对于索引器本身,我可以像这样从metadata_storage_path中提取文件夹名称:

List<FieldMapping> fieldMappings = new List<FieldMapping>();
fieldMappings.Add(new FieldMapping(
        sourceFieldName: "metadata_storage_path",
        targetFieldName: "key",
        mappingFunction: FieldMappingFunction.ExtractTokenAtPosition("/", 4)));

我不知道该怎么做(或者什至可以做到)是对/document/myDoc输出字段进行多个引用,并在ACS索引的集合中获取多个条目。

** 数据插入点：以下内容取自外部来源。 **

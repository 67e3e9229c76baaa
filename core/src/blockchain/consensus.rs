/// Difficulty targets and reward helpers.
///
/// Difficulty is a probability in (0, 1]: the chance that one hash attempt
/// lands at or below the target. The target is `floor(p * 2^256)` clamped to
/// the 256-bit range and compared against digests as a big-endian integer.
use num_bigint::BigUint;
use num_traits::{Float, One, Zero};
use serde::{Deserialize, Serialize};

// ---------------------------------------------------------------------------
// Constants
// ---------------------------------------------------------------------------

/// Pool shares are `POOL_SOLUTION_SPACE` times easier than the block itself.
pub const POOL_SOLUTION_SPACE: f64 = 200.0;

/// Mean network block interval in seconds, expressed as a half-life.
pub const MEAN_BLOCK_TIME_SECS: f64 = 15.0 / std::f64::consts::LN_2;

/// Uncles deeper than this earn nothing.
pub const MAX_UNCLE_DEPTH: u64 = 8;

/// Big-endian 256-bit target.
pub type Target = [u8; 32];

/// Chain-side classification of a block, as reported by the node.
#[derive(Debug, Clone, Copy, PartialEq, Eq, Serialize, Deserialize)]
#[serde(rename_all = "snake_case")]
pub enum BlockStatus {
    Rejected,
    Nothing,
    Header,
    Block,
    MainChain,
}

// ---------------------------------------------------------------------------
// Target Calculations
// ---------------------------------------------------------------------------

/// Convert a success probability into its 256-bit target.
///
/// Non-positive or NaN difficulties yield the zero target; anything at or
/// above 1 yields the maximum target.
pub fn target_from_difficulty(difficulty: f64) -> Target {
    if difficulty.is_nan() || difficulty <= 0.0 {
        return [0u8; 32];
    }
    let max = (BigUint::one() << 256usize) - BigUint::one();
    if difficulty >= 1.0 {
        return to_target_bytes(&max);
    }

    let (mantissa, exponent, _sign) = Float::integer_decode(difficulty);
    let shift = 256i32 + i32::from(exponent);
    let mut target = BigUint::from(mantissa);
    target = if shift >= 0 {
        target << shift as usize
    } else {
        target >> (-shift) as usize
    };
    if target > max {
        target = max;
    }
    to_target_bytes(&target)
}

fn to_target_bytes(value: &BigUint) -> Target {
    let mut out = [0u8; 32];
    if value.is_zero() {
        return out;
    }
    let bytes = value.to_bytes_be();
    let len = bytes.len().min(32);
    out[32 - len..].copy_from_slice(&bytes[bytes.len() - len..]);
    out
}

/// Digest meets target when, read big-endian, it is less than or equal to it.
/// Shorter digests are right-aligned (treated as having leading zeros).
pub fn acceptable(digest: &[u8], target: &Target) -> bool {
    let mut padded = [0u8; 32];
    let len = digest.len().min(32);
    padded[32 - len..].copy_from_slice(&digest[digest.len() - len..]);
    padded <= *target
}

/// The easier difficulty a share has to meet, capped at 1.
pub fn pool_difficulty(block_difficulty: f64, solution_space: f64) -> f64 {
    (block_difficulty * solution_space).min(1.0)
}

/// Most-significant 8 bytes of the target as hex, the form miners are sent.
pub fn target_hex_prefix(target: &Target) -> String {
    hex::encode(&target[..8])
}

/// Expected hashes per second the network spends on a block of this difficulty.
pub fn network_hashrate(difficulty: f64) -> f64 {
    if difficulty <= 0.0 || !difficulty.is_finite() {
        return 0.0;
    }
    1.0 / difficulty / MEAN_BLOCK_TIME_SECS
}

/// Reward paid to an uncle found `depth` blocks below the nephew.
pub fn uncle_reward(block_reward: u64, depth: u64) -> u64 {
    if depth == 0 || depth >= MAX_UNCLE_DEPTH {
        return 0;
    }
    let scaled = u128::from(block_reward) * u128::from(MAX_UNCLE_DEPTH - depth)
        / u128::from(MAX_UNCLE_DEPTH);
    scaled as u64
}
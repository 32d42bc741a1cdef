// Copyright 2018 Mozilla
//
// Licensed under the Apache License, Version 2.0 (the "License"); you may not use
// this file except in compliance with the License. You may obtain a copy of the
// License at http://www.apache.org/licenses/LICENSE-2.0
// Unless required by applicable law or agreed to in writing, software distributed
// under the License is distributed on an "AS IS" BASIS, WITHOUT WARRANTIES OR
// CONDITIONS OF ANY KIND, either express or implied. See the License for the
// specific language governing permissions and limitations under the License.

//! Aggregation over relations.
//!
//! Aggregates consume the unprojected relation (no distinct is applied).
//! `sum` stays integral until a float appears; `avg` is always float; `min`
//! and `max` use the universal value order and preserve the winning value's
//! type.  Unbound or non-numeric values are skipped by the numeric
//! aggregates, and an empty input yields null (`None`), never an error.

use std::collections::BTreeMap;

use datalith_core::{
    OrderedFloat,
    TypedValue,
};
use datalith_db::Db;

use executor::execute_raw;
use super::{
    Binding,
    Bindings,
    Query,
    Variable,
};

#[derive(Clone,Copy,Debug,Eq,Hash,Ord,PartialOrd,PartialEq)]
pub enum AggregateFunction {
    Count,
    Sum,
    Avg,
    Min,
    Max,
}

/// One aggregate column: the function, the variable it consumes (`count` may
/// omit it to count bindings), and the output column name.
#[derive(Clone,Debug,Eq,Hash,Ord,PartialOrd,PartialEq)]
pub struct AggregateSpec {
    pub func: AggregateFunction,
    pub var: Option<Variable>,
    pub result_name: String,
}

impl AggregateSpec {
    pub fn count<S>(result_name: S) -> AggregateSpec where S: Into<String> {
        AggregateSpec {
            func: AggregateFunction::Count,
            var: None,
            result_name: result_name.into(),
        }
    }

    pub fn of<S>(func: AggregateFunction, var: Variable, result_name: S) -> AggregateSpec
    where S: Into<String> {
        AggregateSpec {
            func: func,
            var: Some(var),
            result_name: result_name.into(),
        }
    }
}

/// Aggregation results: group-by columns first, then one column per spec.
/// `None` cells are nulls (empty input, or a group value that was unbound).
#[derive(Clone,Debug,Eq,PartialEq)]
pub struct AggregateOutput {
    pub columns: Vec<String>,
    pub rows: Vec<Vec<Option<TypedValue>>>,
}

/// Execute `query` and aggregate the resulting relation.
pub fn execute_for_aggregate(query: &Query,
                             db: &Db,
                             group_by: &[Variable],
                             specs: &[AggregateSpec])
                             -> AggregateOutput {
    let relation = execute_raw(query, db);
    aggregate(&relation, group_by, specs)
}

/// Aggregate a relation: one row if `group_by` is empty, else one row per
/// distinct tuple of group values, in group-key order.
pub fn aggregate(relation: &[Bindings],
                 group_by: &[Variable],
                 specs: &[AggregateSpec])
                 -> AggregateOutput {
    let mut columns: Vec<String> = group_by.iter().map(|v| v.name().to_string()).collect();
    columns.extend(specs.iter().map(|spec| spec.result_name.clone()));

    let mut rows = Vec::new();
    if group_by.is_empty() {
        let all: Vec<&Bindings> = relation.iter().collect();
        rows.push(specs.iter().map(|spec| apply_spec(spec, &all)).collect());
    } else {
        let mut groups: BTreeMap<Vec<Option<Binding>>, Vec<&Bindings>> = BTreeMap::new();
        for bindings in relation {
            let key: Vec<Option<Binding>> = group_by.iter()
                .map(|var| bindings.get(var).cloned())
                .collect();
            groups.entry(key).or_insert_with(Vec::new).push(bindings);
        }
        for (key, members) in groups {
            let mut row: Vec<Option<TypedValue>> = key.into_iter()
                .map(|binding| binding.map(|b| b.to_value()))
                .collect();
            row.extend(specs.iter().map(|spec| apply_spec(spec, &members)));
            rows.push(row);
        }
    }

    AggregateOutput {
        columns: columns,
        rows: rows,
    }
}

fn apply_spec(spec: &AggregateSpec, members: &[&Bindings]) -> Option<TypedValue> {
    match spec.func {
        AggregateFunction::Count => {
            let n = match spec.var {
                None => members.len(),
                Some(ref var) => members.iter().filter(|b| b.contains_key(var)).count(),
            };
            Some(TypedValue::Long(n as i64))
        },
        AggregateFunction::Sum => numeric_fold(spec, members).map(|fold| fold.into_sum()),
        AggregateFunction::Avg => {
            numeric_fold(spec, members)
                .map(|fold| TypedValue::Double(OrderedFloat(fold.float_total / fold.count as f64)))
        },
        AggregateFunction::Min => ordered_pick(spec, members, |best, v| v < best),
        AggregateFunction::Max => ordered_pick(spec, members, |best, v| v > best),
    }
}

struct NumericFold {
    int_total: i64,
    float_total: f64,
    saw_float: bool,
    count: usize,
}

impl NumericFold {
    fn into_sum(self) -> TypedValue {
        if self.saw_float {
            TypedValue::Double(OrderedFloat(self.float_total))
        } else {
            TypedValue::Long(self.int_total)
        }
    }
}

/// Fold the numeric values of the spec's variable; `None` if none appear.
fn numeric_fold(spec: &AggregateSpec, members: &[&Bindings]) -> Option<NumericFold> {
    let var = spec.var.as_ref()?;
    let mut fold = NumericFold {
        int_total: 0,
        float_total: 0.0,
        saw_float: false,
        count: 0,
    };
    for bindings in members {
        match bindings.get(var).map(|b| b.to_value()) {
            Some(TypedValue::Long(x)) => {
                fold.int_total = fold.int_total.wrapping_add(x);
                fold.float_total += x as f64;
                fold.count += 1;
            },
            Some(TypedValue::Instant(ms)) => {
                fold.int_total = fold.int_total.wrapping_add(ms as i64);
                fold.float_total += ms as f64;
                fold.count += 1;
            },
            Some(TypedValue::Double(x)) => {
                fold.float_total += x.into_inner();
                fold.saw_float = true;
                fold.count += 1;
            },
            _ => {},
        }
    }
    if fold.count == 0 {
        None
    } else {
        Some(fold)
    }
}

fn ordered_pick<F>(spec: &AggregateSpec, members: &[&Bindings], better: F) -> Option<TypedValue>
where F: Fn(&TypedValue, &TypedValue) -> bool {
    let var = spec.var.as_ref()?;
    let mut best: Option<TypedValue> = None;
    for bindings in members {
        if let Some(v) = bindings.get(var).map(|b| b.to_value()) {
            let replace = match best {
                None => true,
                Some(ref current) => better(current, &v),
            };
            if replace {
                best = Some(v);
            }
        }
    }
    best
}
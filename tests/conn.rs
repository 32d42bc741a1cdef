// Copyright 2018 Mozilla
//
// Licensed under the Apache License, Version 2.0 (the "License"); you may not use
// this file except in compliance with the License. You may obtain a copy of the
// License at http://www.apache.org/licenses/LICENSE-2.0
// Unless required by applicable law or agreed to in writing, software distributed
// under the License is distributed on an "AS IS" BASIS, WITHOUT WARRANTIES OR
// CONDITIONS OF ANY KIND, either express or implied. See the License for the
// specific language governing permissions and limitations under the License.

extern crate env_logger;

extern crate datalith;

use datalith::{
    pattern,
    var,
    AggregateFunction,
    AggregateSpec,
    AttributePlace,
    Conn,
    Db,
    EntityPlace,
    Op,
    PullPattern,
    PullValue,
    Query,
    TypedValue,
    ValuePlace,
};

fn seeded_conn() -> (Conn, datalith::Entid) {
    let conn = Conn::connect(Db::empty());
    let report = conn.transact(vec![
        Op::add(-1, ":person/name", "Alice"),
        Op::add(-1, ":person/age", 30i64),
        Op::add(-2, ":person/name", "Bob"),
        Op::add(-2, ":person/age", 40i64),
    ]).expect("tx 1");
    let alice = report.tempids[&-1];
    conn.transact(vec![
        Op::retract(alice, ":person/age", 30i64),
        Op::add(alice, ":person/age", 31i64),
    ]).expect("tx 2");
    (conn, alice)
}

#[test]
fn test_since_and_tx_data() {
    env_logger::try_init().ok();
    let (conn, _) = seeded_conn();

    assert_eq!(conn.all_tx_ids(), vec![1, 2]);

    let tail = conn.since(1);
    assert_eq!(tail.len(), 2);
    assert!(tail.iter().all(|d| d.tx == 2));
    assert!(conn.since(2).is_empty());

    let entry = conn.tx_data(1).expect("tx 1 recorded");
    assert_eq!(entry.tx, 1);
    assert_eq!(entry.datoms.len(), 4);
    assert!(entry.tx_instant > 0);
    assert!(conn.tx_data(9).is_none());
}

#[test]
fn test_entity_history_is_tx_ordered() {
    env_logger::try_init().ok();
    let (conn, alice) = seeded_conn();

    let history = conn.entity_history(alice);
    assert_eq!(history.len(), 4);
    assert!(history.windows(2).all(|w| w[0].tx <= w[1].tx));
}

#[test]
fn test_reads_after_commit_observe_it() {
    env_logger::try_init().ok();
    let (conn, alice) = seeded_conn();
    let before = conn.current();

    conn.transact(vec![Op::add(alice, ":person/nick", "ada")]).expect("tx 3");

    // The earlier snapshot is untouched; a fresh read sees the commit.
    assert_eq!(before.get_one(alice, ":person/nick"), None);
    assert_eq!(conn.current().get_one(alice, ":person/nick"),
               Some(TypedValue::from("ada")));
}

#[test]
fn test_aggregate_query() {
    env_logger::try_init().ok();
    let (conn, _) = seeded_conn();

    let query = Query::new(
        vec![var("age")],
        vec![pattern(EntityPlace::Variable(var("e")),
                     AttributePlace::Ident(":person/age".to_string()),
                     ValuePlace::Variable(var("age")))]);

    let output = conn.q_aggregate(
        &query,
        &[],
        &[AggregateSpec::count("n"),
          AggregateSpec::of(AggregateFunction::Sum, var("age"), "total"),
          AggregateSpec::of(AggregateFunction::Max, var("age"), "oldest")]);

    assert_eq!(output.columns, vec!["n", "total", "oldest"]);
    assert_eq!(output.rows, vec![vec![
        Some(TypedValue::Long(2)),
        Some(TypedValue::Long(71)),
        Some(TypedValue::Long(40)),
    ]]);
}

#[test]
fn test_pull_through_conn() {
    env_logger::try_init().ok();
    let (conn, alice) = seeded_conn();

    let result = conn.pull(alice, &[PullPattern::Attr(":person/name".to_string()),
                                    PullPattern::WithDefault(":person/role".to_string(),
                                                             TypedValue::from("staff"))]);
    assert_eq!(result, vec![
        (":person/name".to_string(), PullValue::Scalar(TypedValue::from("Alice"))),
        (":person/role".to_string(), PullValue::Default(TypedValue::from("staff"))),
    ]);

    let entity = conn.entity(alice);
    assert_eq!(entity[":person/name"], vec![TypedValue::from("Alice")]);
}

#[test]
fn test_empty_db_edge_cases() {
    env_logger::try_init().ok();
    let conn = Conn::connect(Db::empty());

    assert!(conn.all_tx_ids().is_empty());
    assert!(conn.since(0).is_empty());
    assert!(conn.entity_history(1).is_empty());
    assert!(conn.tx_data(0).is_none());
    assert_eq!(conn.as_of(0).size(), 0);

    let query = Query::new(
        vec![var("e")],
        vec![pattern(EntityPlace::Variable(var("e")),
                     AttributePlace::Ident(":person/name".to_string()),
                     ValuePlace::Placeholder)]);
    assert!(conn.q(&query).rows.is_empty());
}
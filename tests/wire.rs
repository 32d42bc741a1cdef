// Copyright 2018 Mozilla
//
// Licensed under the Apache License, Version 2.0 (the "License"); you may not use
// this file except in compliance with the License. You may obtain a copy of the
// License at http://www.apache.org/licenses/LICENSE-2.0
// Unless required by applicable law or agreed to in writing, software distributed
// under the License is distributed on an "AS IS" BASIS, WITHOUT WARRANTIES OR
// CONDITIONS OF ANY KIND, either express or implied. See the License for the
// specific language governing permissions and limitations under the License.

//! Round trips of every value variant through the persisted wire formats.

extern crate env_logger;
extern crate tempfile;

extern crate datalith;

use std::fs;

use tempfile::tempdir;

use datalith::{
    Op,
    Store,
    TypedValue,
};

/// One value of every variant in the union.
fn menagerie() -> Vec<(&'static str, TypedValue)> {
    vec![
        (":sample/int", TypedValue::Long(-9_007_199_254_740_993)),
        (":sample/float", TypedValue::from(6.02214076e23)),
        (":sample/string", TypedValue::from("weird \"escapes\" \\ and \u{00e9}\u{4e16}")),
        (":sample/bool", TypedValue::Boolean(true)),
        (":sample/instant", TypedValue::Instant(1_530_000_000_123)),
        (":sample/ref", TypedValue::Ref(1)),
        (":sample/keyword", TypedValue::Keyword(":some/keyword".to_string())),
        (":sample/bytes", TypedValue::Bytes((0u8..255).collect())),
    ]
}

#[test]
fn test_every_variant_survives_journal_replay() {
    env_logger::try_init().ok();
    let dir = tempdir().expect("tempdir");

    let e = {
        let mut store = Store::open(dir.path()).expect("opened");
        let ops = menagerie().into_iter()
            .map(|(attr, value)| Op::add(-1, attr, value))
            .collect();
        let report = store.transact(ops).expect("transacted");
        report.tempids[&-1]
    };

    let store = Store::open(dir.path()).expect("reopened");
    let db = store.current();
    for (attr, value) in menagerie() {
        assert_eq!(db.get_one(e, attr), Some(value), "attribute {} round trip", attr);
    }
}

#[test]
fn test_every_variant_survives_snapshot() {
    env_logger::try_init().ok();
    let dir = tempdir().expect("tempdir");

    let e = {
        let mut store = Store::open(dir.path()).expect("opened");
        let ops = menagerie().into_iter()
            .map(|(attr, value)| Op::add(-1, attr, value))
            .collect();
        let report = store.transact(ops).expect("transacted");
        store.compact().expect("compacted");
        report.tempids[&-1]
    };

    // All state now lives in the snapshot document.
    assert!(fs::read_to_string(dir.path().join("journal.jsonl")).expect("journal").is_empty());

    let store = Store::open(dir.path()).expect("reopened");
    let db = store.current();
    for (attr, value) in menagerie() {
        assert_eq!(db.get_one(e, attr), Some(value), "attribute {} round trip", attr);
    }
}

#[test]
fn test_journal_lines_carry_wire_tags() {
    env_logger::try_init().ok();
    let dir = tempdir().expect("tempdir");

    {
        let mut store = Store::open(dir.path()).expect("opened");
        let ops = menagerie().into_iter()
            .map(|(attr, value)| Op::add(-1, attr, value))
            .collect();
        store.transact(ops).expect("transacted");
    }

    let journal = fs::read_to_string(dir.path().join("journal.jsonl")).expect("journal");
    let lines: Vec<&str> = journal.lines().collect();
    assert_eq!(lines.len(), 1);

    let line = lines[0];
    assert!(line.contains("\"txId\":1"));
    assert!(line.contains("\"instant\":"));
    for tag in &["int", "float", "string", "bool", "instant", "ref", "keyword", "bytes"] {
        assert!(line.contains(&format!("\"t\":\"{}\"", tag)), "missing tag {}", tag);
    }
}

#[test]
fn test_retraction_is_journaled_with_added_false() {
    env_logger::try_init().ok();
    let dir = tempdir().expect("tempdir");

    {
        let mut store = Store::open(dir.path()).expect("opened");
        let report = store.transact(vec![Op::add(-1, ":sample/int", 7i64)]).expect("tx 1");
        let e = report.tempids[&-1];
        store.transact(vec![Op::retract(e, ":sample/int", 7i64)]).expect("tx 2");
    }

    let journal = fs::read_to_string(dir.path().join("journal.jsonl")).expect("journal");
    let lines: Vec<&str> = journal.lines().collect();
    assert_eq!(lines.len(), 2);
    assert!(lines[0].ends_with("true]]}"));
    assert!(lines[1].ends_with("false]]}"));

    // And replay leaves the retracted fact invisible but in history.
    let store = Store::open(dir.path()).expect("reopened");
    let db = store.current();
    assert_eq!(db.size(), 0);
    let history = store.conn().since(0);
    assert_eq!(history.len(), 2);
}
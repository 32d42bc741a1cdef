// Copyright 2018 Mozilla
//
// Licensed under the Apache License, Version 2.0 (the "License"); you may not use
// this file except in compliance with the License. You may obtain a copy of the
// License at http://www.apache.org/licenses/LICENSE-2.0
// Unless required by applicable law or agreed to in writing, software distributed
// under the License is distributed on an "AS IS" BASIS, WITHOUT WARRANTIES OR
// CONDITIONS OF ANY KIND, either express or implied. See the License for the
// specific language governing permissions and limitations under the License.

//! Types that support the transaction processor while temp ids are being
//! resolved.

use std;

use indexmap::IndexMap;

use datalith_core::{
    Entid,
    Ident,
    TypedValue,
};

use entities::OpType;

/// A staged operation, parameterized over how its entity and value positions
/// are represented.  Entity positions start as `EntidOr<TempId>` and finish as
/// plain `Entid`s once resolution completes.
#[derive(Clone,Debug,Eq,Hash,Ord,PartialOrd,PartialEq)]
pub enum Term<E, V> {
    AddOrRetract(OpType, E, Ident, V),
    RetractEntity(E),
}

/// A temporary id: a negative entid scoped to a single transaction.
pub type TempId = Entid;

/// Map temp ids to the entids they resolved or were allocated to.  Insertion
/// order is first appearance in the transaction, which keeps allocation
/// deterministic.
pub type TempIdMap = IndexMap<TempId, Entid>;

pub type EntidOr<T> = std::result::Result<Entid, T>;
pub type TypedValueOr<T> = std::result::Result<TypedValue, T>;

/// A pair [a v] in the store, used to resolve lookup refs and upserts.
pub type AVPair = (Ident, TypedValue);

pub type TermWithTempIds = Term<EntidOr<TempId>, TypedValueOr<TempId>>;
pub type TermWithoutTempIds = Term<Entid, TypedValue>;
pub type Population = Vec<TermWithTempIds>;

impl TermWithTempIds {
    /// Collapse a term with no remaining temp ids.  Panics if any `Err`
    /// remains; callers only invoke this after resolution is complete.
    pub fn unwrap(self) -> TermWithoutTempIds {
        match self {
            Term::AddOrRetract(op, Ok(e), a, Ok(v)) => Term::AddOrRetract(op, e, a, v),
            Term::RetractEntity(Ok(e)) => Term::RetractEntity(e),
            _ => unreachable!("temp ids remain after resolution"),
        }
    }
}
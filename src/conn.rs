// Copyright 2018 Mozilla
//
// Licensed under the Apache License, Version 2.0 (the "License"); you may not use
// this file except in compliance with the License. You may obtain a copy of the
// License at http://www.apache.org/licenses/LICENSE-2.0
// Unless required by applicable law or agreed to in writing, software distributed
// under the License is distributed on an "AS IS" BASIS, WITHOUT WARRANTIES OR
// CONDITIONS OF ANY KIND, either express or implied. See the License for the
// specific language governing permissions and limitations under the License.

//! A mutable, safe reference to the current store.
//!
//! `Conn` wraps an immutable `Db` snapshot plus the append-ordered transaction
//! log.  Writers are serialized by a transact guard; readers take the current
//! snapshot without blocking behind an in-flight transaction, and the commit
//! swap is atomic, so a reader sees either the pre- or post-commit store,
//! never a mix.

use std::collections::BTreeMap;
use std::collections::HashMap;
use std::sync::{
    Arc,
    Mutex,
    RwLock,
};

use datalith_core::{
    Datom,
    Entid,
    Ident,
    TypedValue,
    TxId,
};
use datalith_db::{
    timelines,
    Db,
    LogEntry,
    Op,
    TxReport,
};
use datalith_query::{
    execute,
    execute_for_aggregate,
    AggregateOutput,
    AggregateSpec,
    Query,
    QueryOutput,
    Variable,
};
use datalith_query_pull::{
    pull,
    PullPattern,
    PullResult,
};

use errors::Result;

struct ConnState {
    db: Arc<Db>,
    log: Vec<LogEntry>,
}

pub struct Conn {
    state: RwLock<ConnState>,
    /// Held for the whole of a transaction; at most one is in flight.
    transact_guard: Mutex<()>,
    /// Reconstructed `as_of` snapshots, keyed by basis.  The log is
    /// append-only, so a cached reconstruction never goes stale.
    as_of_cache: Mutex<HashMap<TxId, Arc<Db>>>,
}

impl Conn {
    /// Wrap a starting snapshot; its history becomes the log's provenance, so
    /// a fresh connection usually starts from `Db::empty()` (plus schema).
    pub fn connect(db: Db) -> Conn {
        Conn::from_parts(db, vec![])
    }

    pub(crate) fn from_parts(db: Db, log: Vec<LogEntry>) -> Conn {
        Conn {
            state: RwLock::new(ConnState {
                db: Arc::new(db),
                log: log,
            }),
            transact_guard: Mutex::new(()),
            as_of_cache: Mutex::new(HashMap::new()),
        }
    }

    /// The current snapshot.  Cheap; safe to hold across queries.
    pub fn current(&self) -> Arc<Db> {
        self.state.read().unwrap().db.clone()
    }

    /// A copy of the transaction log.
    pub fn log(&self) -> Vec<LogEntry> {
        self.state.read().unwrap().log.clone()
    }

    pub(crate) fn db_and_log(&self) -> (Arc<Db>, Vec<LogEntry>) {
        let state = self.state.read().unwrap();
        (state.db.clone(), state.log.clone())
    }

    /// Apply a transaction to the current snapshot and swap in the successor.
    pub fn transact(&self, ops: Vec<Op>) -> Result<TxReport> {
        self.transact_with(ops, |_| Ok(()))
    }

    /// Like `transact`, invoking `persist` with the log entry before the
    /// in-memory swap.  If `persist` fails the swap never happens and readers
    /// keep seeing the pre-commit snapshot.
    pub(crate) fn transact_with<F>(&self, ops: Vec<Op>, persist: F) -> Result<TxReport>
    where F: FnOnce(&LogEntry) -> Result<()> {
        let _guard = self.transact_guard.lock().unwrap();

        let db = self.current();
        let (next, report) = db.transact(ops)?;

        let entry = LogEntry {
            tx: report.tx_id,
            tx_instant: report.tx_instant,
            datoms: report.datoms.clone(),
        };
        persist(&entry)?;

        {
            let mut state = self.state.write().unwrap();
            state.db = Arc::new(next);
            state.log.push(entry);
        }
        Ok(report)
    }

    /// The store as of transaction `tx`: exactly the datoms with tx id <= tx.
    /// Reconstructions are cached; the log is append-only so a cached
    /// snapshot for a given basis stays correct forever.
    pub fn as_of(&self, tx: TxId) -> Arc<Db> {
        let snapshot = {
            let state = self.state.read().unwrap();
            if tx >= state.db.basis_tx {
                return state.db.clone();
            }
            if let Some(cached) = self.as_of_cache.lock().unwrap().get(&tx) {
                return cached.clone();
            }
            Arc::new(timelines::as_of(&state.db, &state.log, tx))
        };
        self.as_of_cache.lock().unwrap().insert(tx, snapshot.clone());
        snapshot
    }

    /// Every datom recorded after transaction `tx`, in log order.
    pub fn since(&self, tx: TxId) -> Vec<Datom> {
        timelines::since(&self.state.read().unwrap().log, tx)
    }

    pub fn entity_history(&self, e: Entid) -> Vec<Datom> {
        timelines::entity_history(&self.current(), e)
    }

    pub fn attr_history(&self, e: Entid, a: &str) -> Vec<Datom> {
        timelines::attr_history(&self.current(), e, a)
    }

    pub fn tx_data(&self, tx: TxId) -> Option<LogEntry> {
        let state = self.state.read().unwrap();
        timelines::tx_data(&state.log, tx).cloned()
    }

    pub fn all_tx_ids(&self) -> Vec<TxId> {
        self.state.read().unwrap().log.iter().map(|entry| entry.tx).collect()
    }

    /// Run a query against the current snapshot.
    pub fn q(&self, query: &Query) -> QueryOutput {
        execute(query, &self.current())
    }

    /// Run an aggregate query against the current snapshot.
    pub fn q_aggregate(&self,
                       query: &Query,
                       group_by: &[Variable],
                       specs: &[AggregateSpec])
                       -> AggregateOutput {
        execute_for_aggregate(query, &self.current(), group_by, specs)
    }

    /// Pull a spec on an entity in the current snapshot.
    pub fn pull(&self, e: Entid, spec: &[PullPattern]) -> PullResult {
        pull(&self.current(), e, spec)
    }

    /// The current attribute-to-values view of an entity.
    pub fn entity(&self, e: Entid) -> BTreeMap<Ident, Vec<TypedValue>> {
        self.current().entity(e)
    }
}
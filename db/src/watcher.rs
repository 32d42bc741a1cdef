// Copyright 2018 Mozilla
//
// Licensed under the Apache License, Version 2.0 (the "License"); you may not use
// this file except in compliance with the License. You may obtain a copy of the
// License at http://www.apache.org/licenses/LICENSE-2.0
// Unless required by applicable law or agreed to in writing, software distributed
// under the License is distributed on an "AS IS" BASIS, WITHOUT WARRANTIES OR
// CONDITIONS OF ANY KIND, either express or implied. See the License for the
// specific language governing permissions and limitations under the License.

//! A transaction watcher is notified of each datom a transaction produces,
//! then given a chance to veto the commit in `done`.  Watchers observe the
//! staged transaction before the snapshot swap, so a watcher error aborts the
//! transaction with the store unchanged.

use datalith_core::{
    Entid,
    TypedValue,
    TxId,
};

use entities::OpType;
use errors::Result;

pub trait TransactWatcher {
    /// Only called for asserts and retracts, after validation; the datom is
    /// definitely part of the commit unless `done` vetoes it.
    fn datom(&mut self, op: OpType, e: Entid, a: &str, v: &TypedValue);

    /// Only called when the transaction is otherwise committable.  Returning
    /// an error aborts the transaction.
    fn done(&mut self, t: TxId) -> Result<()>;
}

pub struct NullWatcher();

impl TransactWatcher for NullWatcher {
    fn datom(&mut self, _op: OpType, _e: Entid, _a: &str, _v: &TypedValue) {
    }

    fn done(&mut self, _t: TxId) -> Result<()> {
        Ok(())
    }
}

我想要的输出如下: ...(仅在此处显示相关字段)

{
    "value": [
        {
            "key": "item1",
            "myDocs": [
                {
                    "name": "blob1",
                    "content": "<content from blob1>",
                    "languageCode": "<languageCode from blob1>",
                    "keyPhrases": "<keyPhrases from blob1>",
                    "organizations": "<organizations from blob1>"
                },
                {
                    "name": "blob2",
                    "content": "<content from blob2>",
                    "languageCode": "<languageCode from blob2>",
                    "keyPhrases": "<keyPhrases from blob2>",
                    "organizations": "<organizations from blob2>"
                }
            ]
        },
        {
            "key": "item2",
            "myDocs": [
                {
                    "name": "blob3",
                    "content": "<content from blob3>",
                    "languageCode": "<languageCode from blob3>",
                    "keyPhrases": "<keyPhrases from blob3>",
                    "organizations": "<organizations from blob3>"
                }
            ]
        },
        {
            "key": "item3",
            "myDocs": [
                {
                    "name": "blob4",
                    "content": "<content from blob4>",
                    "languageCode": "<languageCode from blob4>",
                    "keyPhrases": "<keyPhrases from blob4>",
                    "organizations": "<organizations from blob4>"
                },
                {
                    "name": "blob5",
                    "content": "<content from blob5>",
                    "languageCode": "<languageCode from blob5>",
                    "keyPhrases": "<keyPhrases from blob5>",
                    "organizations": "<organizations from blob5>"
                },
                {
                    "name": "blob6",
                    "content": "<content from blob6>",
                    "languageCode": "<languageCode from blob6>",
                    "keyPhrases": "<keyPhrases from blob6>",
                    "organizations": "<organizations from blob6>"
                }
            ]
        }
    ]
}

有人知道我能做什么吗?

1 个答案:

答案 0 :(得分:0)

索引器不提供跨多个文档聚合到单个索引字段的功能,因为其更改跟踪可能会多次处理blob,从而导致不确定的结果。解决方案是创建两个索引,一个索引用于Blob,一个索引用于父记录。您可以使用外部进程从Blob索引中读取数据,以批量更新父索引,这应该具有更简单的聚合逻辑,但需要管理外部触发器;或在处理Blob时使用Custom Web API skill更新父索引。如果子blob不存在,则自定义技能的聚合逻辑可能更复杂,以至于仅选择性地添加到父记录中。查阅examples,了解如何设置Azure函数并将技能连接到该函数。